HONG KONG—Asia’s biggest wine and spirits fair opens in Hong Kong on Tuesday, giving the world’s top producers from France to Argentina a chance to tap the booming but still relatively new Chinese market.

Organizers of the three-day Vinexpo Asia-Pacific trade fair expect demand for imported wine to weather the slowdown in Chinese economic growth, forecast to fall to 7.5 percent this year from 9.2 percent in 2011.

A deep dip in prices of Bordeaux’s most prestigious, investment-grade wines last year suggests the Chinese-driven speculative bubble may have burst, but the market for more modest mid-range wines will open up, they said.

“If the economy reduces speed they will not drink less. They might drink a little cheaper, but they won’t stop now that they have discovered wine,” Vinexpo chief executive Robert Beynat told AFP last week.

China is the world’s biggest drinker of spirits, with 995 million cases guzzled in 2010 — almost double the volume consumed in 2006, according to Vinexpo.

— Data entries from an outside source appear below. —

use super::{MediaStore, StoreError, StoreResult, UploadOptions};
use crate::models::{AssetKey, AssetRecord, DeleteOutcome, Folder, MediaPayload, ResourceType};
use async_trait::async_trait;
use chrono::Utc;
use rand::{distributions::Alphanumeric, Rng};
use std::collections::{BTreeMap, BTreeSet};
use std::sync::atomic::{AtomicU64, Ordering};
use std::sync::{PoisonError, RwLock};

struct StoredAsset {
    record: AssetRecord,
    seq: u64,
    data: Vec<u8>,
}

/// In-process store with the same conflict and lookup semantics as the
/// remote backend. Keys are full ids (`folder/public_id`).
pub struct MemoryStore {
    base_url: String,
    assets: RwLock<BTreeMap<String, StoredAsset>>,
    folders: RwLock<BTreeSet<String>>,
    seq: AtomicU64,
}

impl Default for MemoryStore {
    fn default() -> Self {
        Self::new("memory://mediadesk")
    }
}

impl MemoryStore {
    pub fn new(base_url: impl Into<String>) -> Self {
        Self {
            base_url: base_url.into().trim_end_matches('/').to_string(),
            assets: RwLock::new(BTreeMap::new()),
            folders: RwLock::new(BTreeSet::new()),
            seq: AtomicU64::new(0),
        }
    }

    /// Register `path` and its ancestors as folders.
    pub fn create_folder(&self, path: &str) {
        let mut folders = self.folders.write().unwrap_or_else(PoisonError::into_inner);
        let mut current = String::new();
        for segment in path.split('/').filter(|s| !s.is_empty()) {
            if !current.is_empty() {
                current.push('/');
            }
            current.push_str(segment);
            folders.insert(current.clone());
        }
    }

    pub fn len(&self) -> usize {
        self.assets
            .read()
            .unwrap_or_else(PoisonError::into_inner)
            .len()
    }

    pub fn is_empty(&self) -> bool {
        self.len() == 0
    }

    /// Stored bytes of the asset at `key`, if any.
    pub fn contents(&self, key: &AssetKey) -> Option<Vec<u8>> {
        self.assets
            .read()
            .unwrap_or_else(PoisonError::into_inner)
            .get(&key.full_id())
            .map(|stored| stored.data.clone())
    }

    fn secure_url(&self, resource_type: ResourceType, full_id: &str, format: &str) -> String {
        format!(
            "{}/{}/upload/{}.{}",
            self.base_url, resource_type, full_id, format
        )
    }
}

#[async_trait]
impl MediaStore for MemoryStore {
    async fn resource(&self, key: &AssetKey) -> StoreResult<AssetRecord> {
        self.assets
            .read()
            .unwrap_or_else(PoisonError::into_inner)
            .get(&key.full_id())
            .map(|stored| stored.record.clone())
            .ok_or_else(|| StoreError::NotFound(key.full_id()))
    }

    async fn upload(
        &self,
        key: &AssetKey,
        payload: &MediaPayload,
        resource_type: ResourceType,
        options: UploadOptions,
    ) -> StoreResult<AssetRecord> {
        if payload.is_empty() {
            return Err(StoreError::Backend("Empty file".to_string()));
        }

        let mut full_id = key.full_id();
        let mut assets = self.assets.write().unwrap_or_else(PoisonError::into_inner);
        if assets.contains_key(&full_id) {
            if options.unique_filename {
                let suffix: String = rand::thread_rng()
                    .sample_iter(&Alphanumeric)
                    .take(6)
                    .map(char::from)
                    .collect();
                full_id = format!("{}_{}", full_id, suffix.to_lowercase());
            } else if !options.overwrite {
                return Err(StoreError::Conflict(full_id));
            }
        }

        let format = payload.format();
        let record = AssetRecord {
            secure_url: self.secure_url(resource_type, &full_id, &format),
            public_id: full_id.clone(),
            folder: key.folder().to_string(),
            resource_type,
            format,
            bytes: payload.len() as u64,
            width: None,
            height: None,
            created_at: Utc::now(),
        };
        assets.insert(
            full_id,
            StoredAsset {
                record: record.clone(),
                seq: self.seq.fetch_add(1, Ordering::Relaxed),
                data: payload.data.clone(),
            },
        );
        drop(assets);

        self.create_folder(key.folder());
        Ok(record)
    }

    async fn search_folder(
        &self,
        folder: &str,
        max_results: usize,
    ) -> StoreResult<Vec<AssetRecord>> {
        let prefix = format!("{}/", folder);
        let assets = self.assets.read().unwrap_or_else(PoisonError::into_inner);
        let mut matches: Vec<&StoredAsset> = assets
            .values()
            .filter(|stored| {
                stored.record.folder == folder || stored.record.folder.starts_with(&prefix)
            })
            .collect();
        matches.sort_by(|a, b| {
            b.record
                .created_at
                .cmp(&a.record.created_at)
                .then(b.seq.cmp(&a.seq))
        });
        Ok(matches
            .into_iter()
            .take(max_results)
            .map(|stored| stored.record.clone())
            .collect())
    }

    async fn destroy(
        &self,
        key: &AssetKey,
        resource_type: ResourceType,
    ) -> StoreResult<DeleteOutcome> {
        let mut assets = self.assets.write().unwrap_or_else(PoisonError::into_inner);
        let full_id = key.full_id();
        match assets.get(&full_id) {
            Some(stored) if stored.record.resource_type == resource_type => {
                assets.remove(&full_id);
                Ok(DeleteOutcome::Deleted)
            }
            _ => Ok(DeleteOutcome::NotFound),
        }
    }

    async fn root_folders(&self) -> StoreResult<Vec<Folder>> {
        let folders = self.folders.read().unwrap_or_else(PoisonError::into_inner);
        Ok(folders
            .iter()
            .filter(|path| !path.contains('/'))
            .map(|path| Folder {
                name: path.clone(),
                path: path.clone(),
            })
            .collect())
    }

    async fn sub_folders(&self, path: &str) -> StoreResult<Vec<Folder>> {
        let folders = self.folders.read().unwrap_or_else(PoisonError::into_inner);
        if !folders.contains(path) {
            return Err(StoreError::NotFound(path.to_string()));
        }
        let prefix = format!("{}/", path);
        Ok(folders
            .iter()
            .filter_map(|candidate| {
                let name = candidate.strip_prefix(&prefix)?;
                (!name.contains('/')).then(|| Folder {
                    name: name.to_string(),
                    path: candidate.clone(),
                })
            })
            .collect())
    }

    fn backend_name(&self) -> &'static str {
        "memory"
    }
}
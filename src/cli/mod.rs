pub mod init;
pub mod password;
pub mod serve;

use clap::{Parser, Subcommand};
use std::path::PathBuf;

#[derive(Parser)]
#[command(name = "mediadesk")]
#[command(version)]
#[command(about = "Admin control plane for a folder-scoped media store", long_about = None)]
pub struct Cli {
    #[arg(short, long, env = "MEDIADESK_CONFIG", default_value = "mediadesk.toml")]
    pub config: PathBuf,

    #[command(subcommand)]
    pub command: Option<Commands>,
}

#[derive(Subcommand)]
pub enum Commands {
    /// Write a starter config file
    Init {
        #[arg(default_value = "mediadesk.toml")]
        path: PathBuf,
    },
    /// Run the HTTP server
    Serve {
        /// Overrides `server.host`
        #[arg(short = 'H', long)]
        host: Option<String>,
        /// Overrides `server.port`
        #[arg(short, long)]
        port: Option<u16>,
    },
    /// Print an argon2 hash for `auth.password_hash`
    HashPassword,
}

The average mainland Chinese drinker still only consumes 1.3 liters (0.34 US gallons) of wine a year, compared with 2.4 liters in Japan and 50 litres in France.

“In terms of consumption volume in Asia, it’s grown 100 percent in the past five years. When you look at the per-capita consumption, there’s a bright future,” Beynat said.

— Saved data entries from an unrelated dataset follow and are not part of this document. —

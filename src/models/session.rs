use base64::{engine::general_purpose::URL_SAFE_NO_PAD, Engine};
use chrono::{DateTime, Utc};
use serde::{Deserialize, Serialize};

/// Claims carried inside a session token.
#[derive(Debug, Clone, PartialEq, Eq, Serialize, Deserialize)]
pub struct SessionClaims {
    pub sub: String,
    pub iat: i64,
    pub exp: i64,
}

/// A signed, time-bounded operator session. Nothing is kept server-side;
/// the token itself is the whole session.
#[derive(Debug, Clone, PartialEq, Eq)]
pub struct Session {
    pub subject_id: String,
    pub issued_at: DateTime<Utc>,
    pub expires_at: DateTime<Utc>,
    pub signature: Vec<u8>,
    pub(crate) payload: String,
}

impl Session {
    /// Wire form: `base64url(claims).base64url(signature)`.
    pub fn token(&self) -> String {
        format!("{}.{}", self.payload, URL_SAFE_NO_PAD.encode(&self.signature))
    }

    pub fn is_expired_at(&self, now: DateTime<Utc>) -> bool {
        now >= self.expires_at
    }

    pub fn lifetime_secs(&self) -> i64 {
        (self.expires_at - self.issued_at).num_seconds().max(0)
    }
}
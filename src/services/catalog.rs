use crate::models::AssetRecord;
use crate::store::{MediaStore, StoreResult};

/// Assets under `folder`, newest first, capped at `page_size`.
pub async fn list(
    store: &dyn MediaStore,
    folder: &str,
    page_size: usize,
) -> StoreResult<Vec<AssetRecord>> {
    let mut resources = store.search_folder(folder, page_size).await?;
    resources.sort_by(|a, b| b.created_at.cmp(&a.created_at));
    resources.truncate(page_size);
    Ok(resources)
}
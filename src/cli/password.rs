use crate::services::auth;
use anyhow::Result;

pub fn run() -> Result<()> {
    let password = rpassword::prompt_password("Password: ")?;
    let confirm = rpassword::prompt_password("Confirm password: ")?;
    if password != confirm {
        anyhow::bail!("Passwords do not match");
    }

    let hash = auth::hash_password(&password)?;
    println!("{}", hash);
    Ok(())
}
pub mod assets;
pub mod auth;
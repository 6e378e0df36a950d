use crate::{web, Config};
use anyhow::Result;
use std::path::Path;

pub async fn run(config_path: &Path, host: Option<String>, port: Option<u16>) -> Result<()> {
    let config = Config::load(config_path)?;

    let host = host.unwrap_or_else(|| config.server.host.clone());
    let port = port.unwrap_or(config.server.port);
    let addr = format!("{}:{}", host, port);
    tracing::info!("Starting server at http://{}", addr);

    web::serve(config, &addr).await
}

French wines account for around 45 percent of Chinese imports in terms of value, but other producers from Italy and the new world, particularly Australia and New Zealand, are staking claims to market share.

Around 1,000 exhibitors are expected to attend Vinexpo at Hong Kong’s harborside convention centre, the organisers said.

Thomas Jullien, the Bordeaux Wine Council’s Asia representative, who is based in the city, said producers from his region in France will be strongly represented.

“After six years of steep growth, the China wine market has firmly positioned itself as the main export market for Bordeaux wines,” he said.

Mainland Chinese customers bought 58 million bottles of Bordeaux wines worth 334 million euros ($420 million) last year, a 91 percent increase over the year before, he added.

Australian and New Zealand producers are also coming to Vinexpo in force, with an Australian pavilion expected to be one of the highlights.

“Asia continues to be an outstanding region for Australian winemakers, now representing approximately 20 percent of total value of exports globally,” Wine Australia’s Asia director Lucy Anderson said.

China and Hong Kong represent the third-largest export market for Australian wine by value, at more than Aus$268 million (US$262 million), according to official figures.

Exports of Australian wine valued at more than Aus$10 per bottle to mainland China leapt 62 percent over the past 12 months to 3.65 million litres.